Periodical Payment Orders and the COVID pandemic
What have those dealing with the administration of PPOs seen on the ground and what is in store for the future?
This spring, with the relaxation of COVID-19 restrictions, brings what some dare to hope is the end of the worst of the pandemic. Last autumn saw the publication of the latest data from the Office for National Statistics relating to the Annual Survey of Hours and Earnings (“ASHE”) of care workers, which prompted the commencement of the annual recalculation of Periodical Payment Orders (“PPOs”).
Practitioners will have noticed that rates continue to rise but with a deceleration in the increase of wages. The 2021 mean average hourly rate increase for carers was 3% with an increase in the medium of 2.3%. By way of contrast, the 2020 data saw an increase of almost 5.5% in earnings (mean) from the previous year, meaning that this years’ payments have not risen as steeply as in previous years
The reduction reflects that the rise in National Living Wage in April 2021 was only 2.18% compared to much higher increases of 6.22% in April 2020 and 4.85% in April 2019. With the majority of periodical payments linked to the 80th percentile, the net result is that annual payments that were due in December 2021 only increased by 2.23% compared with 5.31% the year before. The annual rise in care costs was the lowest since 2015, which may come as a surprise as more significant rises in agency rates across the same period have been seen. This is due to a shortage of carers as a result of the twofold impact of Brexit, causing a shortage of workers, and COVID-19 restrictions.
The pandemic has also caused practical difficulties, the main issue relating to securing suitable proof of life to meet the requirements of the PPO. Most Orders contain a requirement for this to be provided by a GP or other medical practitioner/the Deputy, who has ‘seen’ the claimant within the last month. As is well known, during the height of the COVID pandemic, routine appointments were unavailable due to frontline NHS staff being drafted into hospital trusts. Despite the recent easing of restrictions, face-to-face medical appointments in parts of the UK are still difficult to access, with telephone appointments being preferred.
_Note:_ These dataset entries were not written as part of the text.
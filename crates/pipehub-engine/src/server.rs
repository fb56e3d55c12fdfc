use std::path::PathBuf;
use std::sync::atomic::{AtomicUsize, Ordering};
use std::sync::{Arc, Mutex};
use std::time::Duration;

use bytes::Bytes;
use pipehub_transport::{ListenerSlot, PipeListener, PipeStream, TransmissionMode};
use tokio::runtime::Handle;
use tokio_util::sync::CancellationToken;
use tokio_util::task::task_tracker::TaskTrackerToken;
use tokio_util::task::TaskTracker;
use tracing::{debug, info, warn};

use crate::config::ServerConfig;
use crate::connection::{Connection, Outbox};
use crate::error::{check_payload_size, EngineError, Result};
use crate::event::{ConnectionId, ServerHandler};
use crate::registry::{EngineState, Registry};

/// Pause before replacing a listener slot whose accept failed.
const ACCEPT_RETRY_DELAY: Duration = Duration::from_millis(50);

/// Multi-peer pipe server.
///
/// Keeps `instances` pending accepts ready while running, runs one read loop
/// per connection, and broadcasts outbound payloads to every live peer.
pub struct IpcServer<H: ServerHandler> {
    config: ServerConfig,
    runtime: Handle,
    shared: Arc<Shared<H>>,
    run: Mutex<Option<Arc<Run>>>,
}

struct Shared<H> {
    handler: H,
    registry: Registry<Outbox>,
    pending_slots: AtomicUsize,
    buffer_size: usize,
}

/// Resources that live from `start` to `stop`.
struct Run {
    listener: PipeListener,
    slots: TaskTracker,
    connections: TaskTracker,
    shutdown: CancellationToken,
}

impl<H: ServerHandler> IpcServer<H> {
    /// Create a server on the current Tokio runtime.
    ///
    /// # Panics
    ///
    /// Panics when called outside a Tokio runtime; use
    /// [`IpcServer::with_runtime`] there.
    pub fn new(config: ServerConfig, handler: H) -> Self {
        Self::with_runtime(Handle::current(), config, handler)
    }

    /// Create a server whose tasks run on `runtime`.
    pub fn with_runtime(runtime: Handle, config: ServerConfig, handler: H) -> Self {
        let shared = Arc::new(Shared {
            handler,
            registry: Registry::new(),
            pending_slots: AtomicUsize::new(0),
            buffer_size: config.buffer_size,
        });
        Self {
            config,
            runtime,
            shared,
            run: Mutex::new(None),
        }
    }

    /// Bind the endpoint and fill the listener pool.
    ///
    /// Fails with [`EngineError::InvalidInstances`] for an empty pool,
    /// [`EngineError::AlreadyStarted`] unless stopped, and
    /// [`EngineError::Transport`] when the endpoint cannot be created.
    pub fn start(&self) -> Result<()> {
        if self.config.instances == 0 {
            return Err(EngineError::InvalidInstances(0));
        }
        // Held until the run is installed so a concurrent stop sees it.
        let mut current = self.lock_run();
        if !self.shared.registry.begin_start() {
            return Err(EngineError::AlreadyStarted);
        }

        let _guard = self.runtime.enter();
        let listener = match PipeListener::bind(&self.config.name, self.config.buffer_size) {
            Ok(listener) => listener,
            Err(err) => {
                self.shared.registry.abort_start();
                return Err(err.into());
            }
        };

        let mode = listener.transmission_mode();
        info!(
            endpoint = ?listener.endpoint(),
            instances = self.config.instances,
            %mode,
            "server listening"
        );
        if !mode.preserves_boundaries() {
            debug!("byte-mode channel: one write may arrive as several messages or merged with others");
        }

        let run = Arc::new(Run {
            listener,
            slots: TaskTracker::new(),
            connections: TaskTracker::new(),
            shutdown: CancellationToken::new(),
        });

        for _ in 0..self.config.instances {
            if let Err(err) = spawn_slot(&self.shared, &run) {
                run.shutdown.cancel();
                self.shared.registry.abort_start();
                return Err(err.into());
            }
        }

        *current = Some(run);
        Ok(())
    }

    /// Close every connection, wait until each disconnect has been
    /// delivered, then release the listener pool.
    ///
    /// A no-op unless the server is running.
    pub async fn stop(&self) {
        let Some(live) = self.shared.registry.begin_stop() else {
            return;
        };
        let run = self.lock_run().take();

        info!(connections = live.len(), "stopping server");
        for (_, outbox) in &live {
            outbox.close();
        }

        if let Some(run) = run {
            run.connections.close();
            run.connections.wait().await;

            // Pending accepts are abandoned, not awaited.
            run.shutdown.cancel();
            run.slots.close();
            run.slots.wait().await;
        }

        debug_assert!(self.shared.registry.is_empty());
        self.shared.registry.finish_stop();
        info!("server stopped");
    }

    /// Blocking form of [`IpcServer::stop`].
    ///
    /// # Panics
    ///
    /// Panics when called from within an asynchronous execution context.
    pub fn stop_blocking(&self) {
        self.runtime.block_on(self.stop());
    }

    /// Queue `payload` on every live connection.
    ///
    /// Returns `Ok(false)` when there is no connection or `payload` is empty,
    /// `Ok(true)` once every write has been issued. Delivery is not awaited. A connection that
    /// fails its write is disconnected on its own without affecting the
    /// others.
    pub fn broadcast(&self, payload: impl Into<Bytes>) -> Result<bool> {
        let payload = payload.into();
        let live = self.shared.registry.snapshot();
        if live.is_empty() || payload.is_empty() {
            return Ok(false);
        }
        check_payload_size(payload.len(), self.config.buffer_size)?;

        for (id, outbox) in live {
            if !outbox.push(payload.clone()) {
                debug!(%id, "skipping connection that is closing");
            }
        }
        Ok(true)
    }

    /// Queue `payload` on one connection.
    ///
    /// Returns `Ok(false)` when the connection is unknown or closing, or when
    /// `payload` is empty.
    pub fn send_to(&self, id: ConnectionId, payload: impl Into<Bytes>) -> Result<bool> {
        let payload = payload.into();
        let Some(outbox) = self.shared.registry.get(id) else {
            return Ok(false);
        };
        if payload.is_empty() {
            return Ok(false);
        }
        check_payload_size(payload.len(), self.config.buffer_size)?;
        Ok(outbox.push(payload))
    }

    /// Current lifecycle state.
    pub fn state(&self) -> EngineState {
        self.shared.registry.state()
    }

    /// Number of registered connections.
    pub fn connection_count(&self) -> usize {
        self.shared.registry.count()
    }

    /// Number of accepts currently outstanding.
    pub fn listener_slots(&self) -> usize {
        self.shared.pending_slots.load(Ordering::SeqCst)
    }

    /// Resolved endpoint while running.
    pub fn endpoint(&self) -> Option<PathBuf> {
        self.lock_run()
            .as_ref()
            .map(|run| run.listener.endpoint().to_path_buf())
    }

    /// Transmission mode of accepted channels.
    pub fn transmission_mode(&self) -> TransmissionMode {
        TransmissionMode::native()
    }

    /// Server configuration.
    pub fn config(&self) -> &ServerConfig {
        &self.config
    }

    /// The application's handler.
    pub fn handler(&self) -> &H {
        &self.shared.handler
    }

    fn lock_run(&self) -> std::sync::MutexGuard<'_, Option<Arc<Run>>> {
        self.run
            .lock()
            .unwrap_or_else(|poisoned| poisoned.into_inner())
    }
}

impl<H: ServerHandler> Drop for IpcServer<H> {
    fn drop(&mut self) {
        if let Some(live) = self.shared.registry.begin_stop() {
            for (_, outbox) in &live {
                outbox.close();
            }
        }
        if let Some(run) = self.lock_run().take() {
            run.shutdown.cancel();
        }
    }
}

/// Create one pending accept and count it as outstanding.
fn spawn_slot<H: ServerHandler>(
    shared: &Arc<Shared<H>>,
    run: &Arc<Run>,
) -> pipehub_transport::Result<()> {
    let slot = run.listener.slot()?;
    shared.pending_slots.fetch_add(1, Ordering::SeqCst);
    run.slots
        .spawn(accept_one(Arc::clone(shared), Arc::clone(run), slot));
    Ok(())
}

async fn accept_one<H: ServerHandler>(shared: Arc<Shared<H>>, run: Arc<Run>, slot: ListenerSlot) {
    let accepted = tokio::select! {
        biased;
        _ = run.shutdown.cancelled() => None,
        accepted = slot.accept() => Some(accepted),
    };
    shared.pending_slots.fetch_sub(1, Ordering::SeqCst);

    match accepted {
        None => debug!("listener slot closed"),
        Some(Ok(stream)) => on_accept_complete(&shared, &run, stream),
        Some(Err(err)) if shared.registry.is_running() => {
            warn!(error = %err, "accept failed; replacing listener slot");
            tokio::select! {
                _ = run.shutdown.cancelled() => return,
                _ = tokio::time::sleep(ACCEPT_RETRY_DELAY) => {}
            }
            replenish(&shared, &run);
        }
        Some(Err(err)) => debug!(error = %err, "accept aborted during shutdown"),
    }
}

fn on_accept_complete<H: ServerHandler>(shared: &Arc<Shared<H>>, run: &Arc<Run>, stream: PipeStream) {
    if !shared.registry.is_running() {
        debug!("server stopping; closing accepted channel");
        return;
    }

    let token = run.connections.token();
    let (connection, outbox) = Connection::open(stream, shared.buffer_size);
    let Some(id) = shared.registry.register(outbox) else {
        debug!("server stopped during accept; closing accepted channel");
        return;
    };

    replenish(shared, run);

    let state = shared.handler.on_connected(id);
    debug!(%id, "connection established");

    tokio::spawn(serve_connection(Arc::clone(shared), id, connection, state, token));
}

fn replenish<H: ServerHandler>(shared: &Arc<Shared<H>>, run: &Arc<Run>) {
    if let Err(err) = spawn_slot(shared, run) {
        warn!(error = %err, "failed to create replacement listener slot");
    }
}

async fn serve_connection<H: ServerHandler>(
    shared: Arc<Shared<H>>,
    id: ConnectionId,
    connection: Connection,
    mut state: H::State,
    _token: TaskTrackerToken,
) {
    let handler = &shared.handler;
    let reason = connection
        .run(|payload| handler.on_message(id, payload, &mut state))
        .await;

    let removed = shared.registry.remove(id);
    debug_assert!(removed, "connection {id} removed twice");

    handler.on_disconnected(id, state);
    debug!(%id, %reason, "connection closed");
}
Proof of life is a crucial part of the process, without which the obligation to make the annual payment does not arise. Compensators are striving to balance the need to be satisfied as to proof of life with reasonableness, appreciating the present difficult circumstances for claimants. As a result, compensators have been asked to consider acceptance of proof of life obtained by other means, such as from the claimant’s solicitor, but in our experience this will often be deemed insufficient and a clinician’s confirmation will be required. Whilst there is no detriment to the insurer by reason of the non-provision of proof of life, in reality insurers are often keen to keep the process moving and they are frequently proactive in seeking proof of life.
On a practical level, whilst compensators should consider requests for alternative means of proof of life, whether from an alternative clinician (such as a physiotherapist), or by alternative means, e.g.by video conference call, each request should be considered on a case-by-case basis with reference to the PPO and the particular factual circumstances. Compensators may be willing to accept an alternative proof of life in one case which they would not be willing to accept in another and not all insurers adopt the same approach. However, what is clear in all cases is that the process of seeking to obtain proof of life should be commenced at the earliest possible opportunity to allow sufficient time for discussions to take place as to what may or may not be acceptable, which should avoid or at least minimise any delays in payment.
On any analysis of the projection for the pandemic, we are likely to see new variants of COVID-19 continuing to emerge, leading to a potential surge in infections coinciding with the PPO recalculations this year and possibly also in future years. Insurers should continue to take a flexible approach to proof of life and continue to monitor the impact of Brexit and the pandemic on care rates.